━━━ Provided data

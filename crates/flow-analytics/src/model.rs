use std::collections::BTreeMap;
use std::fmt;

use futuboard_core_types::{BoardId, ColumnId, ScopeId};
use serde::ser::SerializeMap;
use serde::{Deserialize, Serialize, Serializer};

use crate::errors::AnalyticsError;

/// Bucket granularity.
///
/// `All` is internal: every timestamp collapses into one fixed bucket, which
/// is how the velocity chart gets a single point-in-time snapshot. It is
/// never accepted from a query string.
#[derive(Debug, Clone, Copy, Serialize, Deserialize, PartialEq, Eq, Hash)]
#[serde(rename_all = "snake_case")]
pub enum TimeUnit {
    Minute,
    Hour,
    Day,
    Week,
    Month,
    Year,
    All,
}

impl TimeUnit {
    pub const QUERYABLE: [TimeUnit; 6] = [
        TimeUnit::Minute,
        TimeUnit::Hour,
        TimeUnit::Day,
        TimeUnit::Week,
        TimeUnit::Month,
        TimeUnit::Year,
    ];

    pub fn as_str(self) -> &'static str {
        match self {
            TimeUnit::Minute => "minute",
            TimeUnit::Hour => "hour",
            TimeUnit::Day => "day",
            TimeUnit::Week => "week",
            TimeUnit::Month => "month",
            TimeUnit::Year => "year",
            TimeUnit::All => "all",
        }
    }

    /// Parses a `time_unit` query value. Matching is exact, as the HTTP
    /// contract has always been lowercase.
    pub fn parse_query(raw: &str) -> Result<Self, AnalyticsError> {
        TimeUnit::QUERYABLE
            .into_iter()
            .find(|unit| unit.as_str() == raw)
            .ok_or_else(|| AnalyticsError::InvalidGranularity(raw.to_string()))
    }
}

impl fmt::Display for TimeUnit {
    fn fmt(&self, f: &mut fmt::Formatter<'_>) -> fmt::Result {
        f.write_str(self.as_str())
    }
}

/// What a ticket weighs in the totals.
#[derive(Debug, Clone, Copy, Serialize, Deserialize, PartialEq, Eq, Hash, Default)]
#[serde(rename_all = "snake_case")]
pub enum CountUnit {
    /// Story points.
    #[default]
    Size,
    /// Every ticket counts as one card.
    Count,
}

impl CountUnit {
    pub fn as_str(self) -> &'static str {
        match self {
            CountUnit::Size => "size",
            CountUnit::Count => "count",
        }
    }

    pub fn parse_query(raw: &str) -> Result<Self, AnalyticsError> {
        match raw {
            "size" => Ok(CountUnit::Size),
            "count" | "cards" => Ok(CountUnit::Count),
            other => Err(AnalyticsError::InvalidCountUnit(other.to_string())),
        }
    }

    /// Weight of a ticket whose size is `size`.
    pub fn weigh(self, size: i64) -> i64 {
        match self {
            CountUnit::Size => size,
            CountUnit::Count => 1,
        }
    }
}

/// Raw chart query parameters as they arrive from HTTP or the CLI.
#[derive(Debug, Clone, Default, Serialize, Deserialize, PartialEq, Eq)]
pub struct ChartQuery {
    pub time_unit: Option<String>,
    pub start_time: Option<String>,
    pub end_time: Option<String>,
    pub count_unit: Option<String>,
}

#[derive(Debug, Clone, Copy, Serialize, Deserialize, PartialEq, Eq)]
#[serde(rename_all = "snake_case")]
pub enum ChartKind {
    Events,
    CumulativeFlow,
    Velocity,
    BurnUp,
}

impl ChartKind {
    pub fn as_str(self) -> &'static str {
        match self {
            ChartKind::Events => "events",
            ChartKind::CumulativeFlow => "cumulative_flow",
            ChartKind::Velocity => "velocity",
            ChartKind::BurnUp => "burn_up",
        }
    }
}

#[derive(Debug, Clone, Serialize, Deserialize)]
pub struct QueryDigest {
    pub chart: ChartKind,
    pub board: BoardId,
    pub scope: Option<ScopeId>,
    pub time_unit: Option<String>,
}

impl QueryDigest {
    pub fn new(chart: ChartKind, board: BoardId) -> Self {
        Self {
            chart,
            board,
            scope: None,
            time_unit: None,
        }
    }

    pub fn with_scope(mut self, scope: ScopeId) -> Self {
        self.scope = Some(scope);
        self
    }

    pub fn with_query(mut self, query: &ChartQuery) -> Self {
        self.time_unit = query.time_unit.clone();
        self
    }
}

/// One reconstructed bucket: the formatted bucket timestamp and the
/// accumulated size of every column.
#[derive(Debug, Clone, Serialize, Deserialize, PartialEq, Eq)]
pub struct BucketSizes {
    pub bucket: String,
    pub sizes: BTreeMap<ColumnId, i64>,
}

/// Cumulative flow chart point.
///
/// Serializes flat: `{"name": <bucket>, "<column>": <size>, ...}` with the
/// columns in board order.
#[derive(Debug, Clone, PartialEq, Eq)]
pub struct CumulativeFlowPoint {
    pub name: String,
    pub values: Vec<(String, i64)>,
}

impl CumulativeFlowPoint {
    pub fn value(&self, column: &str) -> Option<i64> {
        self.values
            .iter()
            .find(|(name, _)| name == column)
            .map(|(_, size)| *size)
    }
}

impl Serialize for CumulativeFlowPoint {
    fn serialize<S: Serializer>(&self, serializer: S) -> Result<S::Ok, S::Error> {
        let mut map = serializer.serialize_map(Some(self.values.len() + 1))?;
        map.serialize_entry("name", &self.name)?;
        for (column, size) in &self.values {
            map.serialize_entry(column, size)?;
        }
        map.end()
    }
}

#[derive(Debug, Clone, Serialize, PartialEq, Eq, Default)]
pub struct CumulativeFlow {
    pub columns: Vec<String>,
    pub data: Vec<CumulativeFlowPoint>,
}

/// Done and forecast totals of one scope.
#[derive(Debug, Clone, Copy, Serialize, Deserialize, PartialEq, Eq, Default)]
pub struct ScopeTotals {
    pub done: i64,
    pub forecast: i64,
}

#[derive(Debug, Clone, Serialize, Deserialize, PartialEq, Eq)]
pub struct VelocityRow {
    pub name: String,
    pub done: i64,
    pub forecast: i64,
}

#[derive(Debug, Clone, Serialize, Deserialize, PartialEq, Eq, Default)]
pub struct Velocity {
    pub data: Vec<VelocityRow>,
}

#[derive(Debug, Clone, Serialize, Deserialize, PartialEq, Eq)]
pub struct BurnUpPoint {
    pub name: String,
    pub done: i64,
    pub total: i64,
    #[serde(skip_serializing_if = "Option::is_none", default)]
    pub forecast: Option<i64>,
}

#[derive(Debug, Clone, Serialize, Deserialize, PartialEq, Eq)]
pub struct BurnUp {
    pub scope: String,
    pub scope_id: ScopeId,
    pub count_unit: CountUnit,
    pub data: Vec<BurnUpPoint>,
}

━━━━━━
━━━ Provided data

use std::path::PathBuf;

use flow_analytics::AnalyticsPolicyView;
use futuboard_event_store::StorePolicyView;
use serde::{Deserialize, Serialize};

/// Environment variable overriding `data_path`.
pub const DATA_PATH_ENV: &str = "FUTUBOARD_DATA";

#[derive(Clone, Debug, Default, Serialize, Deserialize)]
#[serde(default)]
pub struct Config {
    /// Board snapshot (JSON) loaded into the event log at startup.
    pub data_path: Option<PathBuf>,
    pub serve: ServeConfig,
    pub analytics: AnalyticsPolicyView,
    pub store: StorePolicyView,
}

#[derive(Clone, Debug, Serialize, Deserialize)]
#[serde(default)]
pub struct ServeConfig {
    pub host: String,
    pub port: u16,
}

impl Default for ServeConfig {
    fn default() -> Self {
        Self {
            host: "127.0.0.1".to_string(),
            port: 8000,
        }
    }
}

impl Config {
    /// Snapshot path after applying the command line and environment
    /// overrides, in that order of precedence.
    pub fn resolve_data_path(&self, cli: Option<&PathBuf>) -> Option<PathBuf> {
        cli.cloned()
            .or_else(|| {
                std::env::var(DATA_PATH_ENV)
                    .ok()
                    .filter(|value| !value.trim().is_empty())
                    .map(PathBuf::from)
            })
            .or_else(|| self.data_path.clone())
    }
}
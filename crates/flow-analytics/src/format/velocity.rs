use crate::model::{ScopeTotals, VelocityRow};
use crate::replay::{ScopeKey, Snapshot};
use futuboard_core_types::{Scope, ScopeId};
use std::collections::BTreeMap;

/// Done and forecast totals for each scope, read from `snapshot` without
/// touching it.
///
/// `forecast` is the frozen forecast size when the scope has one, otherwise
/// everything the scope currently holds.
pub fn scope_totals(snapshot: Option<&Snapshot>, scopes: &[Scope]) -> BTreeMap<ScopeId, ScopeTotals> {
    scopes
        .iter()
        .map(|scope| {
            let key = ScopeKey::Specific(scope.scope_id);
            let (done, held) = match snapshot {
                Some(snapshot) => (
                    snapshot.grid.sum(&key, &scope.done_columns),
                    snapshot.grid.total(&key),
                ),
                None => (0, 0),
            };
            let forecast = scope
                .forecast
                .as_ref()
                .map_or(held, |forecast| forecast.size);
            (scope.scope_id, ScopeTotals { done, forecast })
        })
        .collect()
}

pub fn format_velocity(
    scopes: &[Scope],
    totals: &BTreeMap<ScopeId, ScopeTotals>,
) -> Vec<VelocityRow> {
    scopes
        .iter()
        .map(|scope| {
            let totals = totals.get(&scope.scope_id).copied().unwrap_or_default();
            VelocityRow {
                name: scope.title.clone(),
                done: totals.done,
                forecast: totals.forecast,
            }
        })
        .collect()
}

━━━━━━
━━━ Provided data

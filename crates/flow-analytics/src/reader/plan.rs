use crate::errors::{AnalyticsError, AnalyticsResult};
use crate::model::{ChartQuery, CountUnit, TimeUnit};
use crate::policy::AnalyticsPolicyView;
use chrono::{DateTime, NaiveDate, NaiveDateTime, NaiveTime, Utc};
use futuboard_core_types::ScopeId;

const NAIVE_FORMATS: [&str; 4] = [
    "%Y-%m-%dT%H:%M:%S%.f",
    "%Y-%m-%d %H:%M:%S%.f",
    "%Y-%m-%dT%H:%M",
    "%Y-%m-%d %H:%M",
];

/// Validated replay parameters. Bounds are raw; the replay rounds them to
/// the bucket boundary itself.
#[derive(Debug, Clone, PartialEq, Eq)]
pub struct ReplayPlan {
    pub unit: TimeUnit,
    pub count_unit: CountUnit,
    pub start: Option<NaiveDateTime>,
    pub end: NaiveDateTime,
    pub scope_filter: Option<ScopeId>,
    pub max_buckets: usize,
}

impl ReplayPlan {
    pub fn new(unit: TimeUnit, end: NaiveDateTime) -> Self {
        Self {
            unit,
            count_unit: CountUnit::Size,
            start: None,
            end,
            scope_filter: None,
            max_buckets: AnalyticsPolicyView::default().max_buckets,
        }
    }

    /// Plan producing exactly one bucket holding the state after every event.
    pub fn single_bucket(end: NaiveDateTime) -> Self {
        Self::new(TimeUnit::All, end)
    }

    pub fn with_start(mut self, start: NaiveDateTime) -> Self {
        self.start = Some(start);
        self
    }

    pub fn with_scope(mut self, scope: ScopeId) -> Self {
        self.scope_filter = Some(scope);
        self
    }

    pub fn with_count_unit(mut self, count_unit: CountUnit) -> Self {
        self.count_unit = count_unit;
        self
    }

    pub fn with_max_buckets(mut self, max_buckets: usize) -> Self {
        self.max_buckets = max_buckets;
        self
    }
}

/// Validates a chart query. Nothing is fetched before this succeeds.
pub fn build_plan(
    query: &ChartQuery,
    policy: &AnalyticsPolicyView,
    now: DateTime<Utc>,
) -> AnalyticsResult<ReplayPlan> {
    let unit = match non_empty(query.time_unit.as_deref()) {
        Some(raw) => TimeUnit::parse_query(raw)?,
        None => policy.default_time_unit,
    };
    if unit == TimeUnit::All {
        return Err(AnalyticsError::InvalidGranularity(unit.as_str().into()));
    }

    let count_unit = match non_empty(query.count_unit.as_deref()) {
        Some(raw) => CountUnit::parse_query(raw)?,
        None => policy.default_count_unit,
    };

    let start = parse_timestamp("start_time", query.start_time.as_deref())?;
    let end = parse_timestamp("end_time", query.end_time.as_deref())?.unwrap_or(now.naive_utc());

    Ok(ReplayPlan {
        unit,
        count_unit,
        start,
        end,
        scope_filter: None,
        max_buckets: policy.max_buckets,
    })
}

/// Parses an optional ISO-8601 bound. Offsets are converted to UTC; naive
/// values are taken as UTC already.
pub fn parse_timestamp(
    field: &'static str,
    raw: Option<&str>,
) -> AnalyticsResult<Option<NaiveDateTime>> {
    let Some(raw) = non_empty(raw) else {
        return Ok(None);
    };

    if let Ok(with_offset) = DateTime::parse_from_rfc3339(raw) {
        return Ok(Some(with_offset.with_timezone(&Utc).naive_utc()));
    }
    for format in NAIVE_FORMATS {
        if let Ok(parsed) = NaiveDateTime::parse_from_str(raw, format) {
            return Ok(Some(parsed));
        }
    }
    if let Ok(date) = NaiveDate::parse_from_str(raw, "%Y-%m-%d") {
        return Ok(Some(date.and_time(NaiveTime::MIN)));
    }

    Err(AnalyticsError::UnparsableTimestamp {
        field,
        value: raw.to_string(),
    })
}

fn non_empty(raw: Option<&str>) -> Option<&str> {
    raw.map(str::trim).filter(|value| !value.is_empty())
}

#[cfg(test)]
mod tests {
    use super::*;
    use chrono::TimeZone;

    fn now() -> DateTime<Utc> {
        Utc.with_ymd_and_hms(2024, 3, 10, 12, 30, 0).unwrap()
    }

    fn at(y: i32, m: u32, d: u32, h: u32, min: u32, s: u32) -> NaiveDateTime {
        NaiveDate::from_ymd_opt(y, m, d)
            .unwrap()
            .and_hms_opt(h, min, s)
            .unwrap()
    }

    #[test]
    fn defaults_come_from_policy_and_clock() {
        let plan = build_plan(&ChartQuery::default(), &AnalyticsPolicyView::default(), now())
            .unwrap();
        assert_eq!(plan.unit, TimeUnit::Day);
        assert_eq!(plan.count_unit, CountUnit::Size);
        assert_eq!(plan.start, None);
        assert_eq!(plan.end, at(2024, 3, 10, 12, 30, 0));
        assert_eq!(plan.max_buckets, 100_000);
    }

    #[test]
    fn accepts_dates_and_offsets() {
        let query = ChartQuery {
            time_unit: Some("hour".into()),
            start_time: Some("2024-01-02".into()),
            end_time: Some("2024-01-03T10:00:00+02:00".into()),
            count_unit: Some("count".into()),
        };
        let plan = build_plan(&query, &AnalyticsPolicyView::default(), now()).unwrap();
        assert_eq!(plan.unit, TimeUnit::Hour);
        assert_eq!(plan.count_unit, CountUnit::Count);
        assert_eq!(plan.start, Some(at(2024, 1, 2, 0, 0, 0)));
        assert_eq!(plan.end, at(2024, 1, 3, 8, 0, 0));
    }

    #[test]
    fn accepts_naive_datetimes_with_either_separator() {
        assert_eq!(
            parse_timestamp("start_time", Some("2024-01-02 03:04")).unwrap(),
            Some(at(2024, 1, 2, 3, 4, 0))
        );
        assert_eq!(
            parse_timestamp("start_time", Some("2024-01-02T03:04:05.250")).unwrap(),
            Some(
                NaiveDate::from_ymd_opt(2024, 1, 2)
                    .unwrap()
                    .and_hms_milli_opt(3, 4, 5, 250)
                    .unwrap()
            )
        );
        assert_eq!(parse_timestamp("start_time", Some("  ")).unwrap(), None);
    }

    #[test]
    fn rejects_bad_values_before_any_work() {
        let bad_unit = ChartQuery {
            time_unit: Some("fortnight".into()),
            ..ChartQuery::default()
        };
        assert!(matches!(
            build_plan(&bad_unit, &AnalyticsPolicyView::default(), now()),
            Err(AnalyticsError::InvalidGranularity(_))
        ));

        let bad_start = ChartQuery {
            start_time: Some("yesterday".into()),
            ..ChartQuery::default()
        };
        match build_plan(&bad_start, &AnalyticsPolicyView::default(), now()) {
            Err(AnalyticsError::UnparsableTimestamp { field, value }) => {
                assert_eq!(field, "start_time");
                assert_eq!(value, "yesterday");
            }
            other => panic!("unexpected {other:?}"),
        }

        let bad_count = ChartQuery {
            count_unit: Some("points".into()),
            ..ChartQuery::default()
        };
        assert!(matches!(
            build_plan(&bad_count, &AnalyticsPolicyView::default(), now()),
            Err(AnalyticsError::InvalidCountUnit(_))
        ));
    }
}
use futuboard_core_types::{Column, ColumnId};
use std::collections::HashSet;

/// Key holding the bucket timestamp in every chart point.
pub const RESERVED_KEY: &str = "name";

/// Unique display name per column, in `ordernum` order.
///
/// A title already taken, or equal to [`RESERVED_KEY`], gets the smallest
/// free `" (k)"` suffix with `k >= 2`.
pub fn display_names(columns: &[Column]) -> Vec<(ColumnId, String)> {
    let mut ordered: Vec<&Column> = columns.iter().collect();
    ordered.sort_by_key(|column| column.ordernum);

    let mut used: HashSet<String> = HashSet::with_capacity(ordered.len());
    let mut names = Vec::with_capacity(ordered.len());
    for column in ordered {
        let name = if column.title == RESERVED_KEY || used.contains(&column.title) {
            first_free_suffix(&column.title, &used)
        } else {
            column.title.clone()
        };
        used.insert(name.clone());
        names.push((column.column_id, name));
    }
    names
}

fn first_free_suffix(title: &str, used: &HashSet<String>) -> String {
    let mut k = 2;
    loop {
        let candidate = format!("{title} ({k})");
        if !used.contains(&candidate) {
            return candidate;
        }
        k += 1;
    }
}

━━━━━━

▶ [Directions for this task]:
Find each line of the data above that holds the word "points", then copy it.

▶ [Task result]:
    /// Story points.
            count_unit: Some("points".into()),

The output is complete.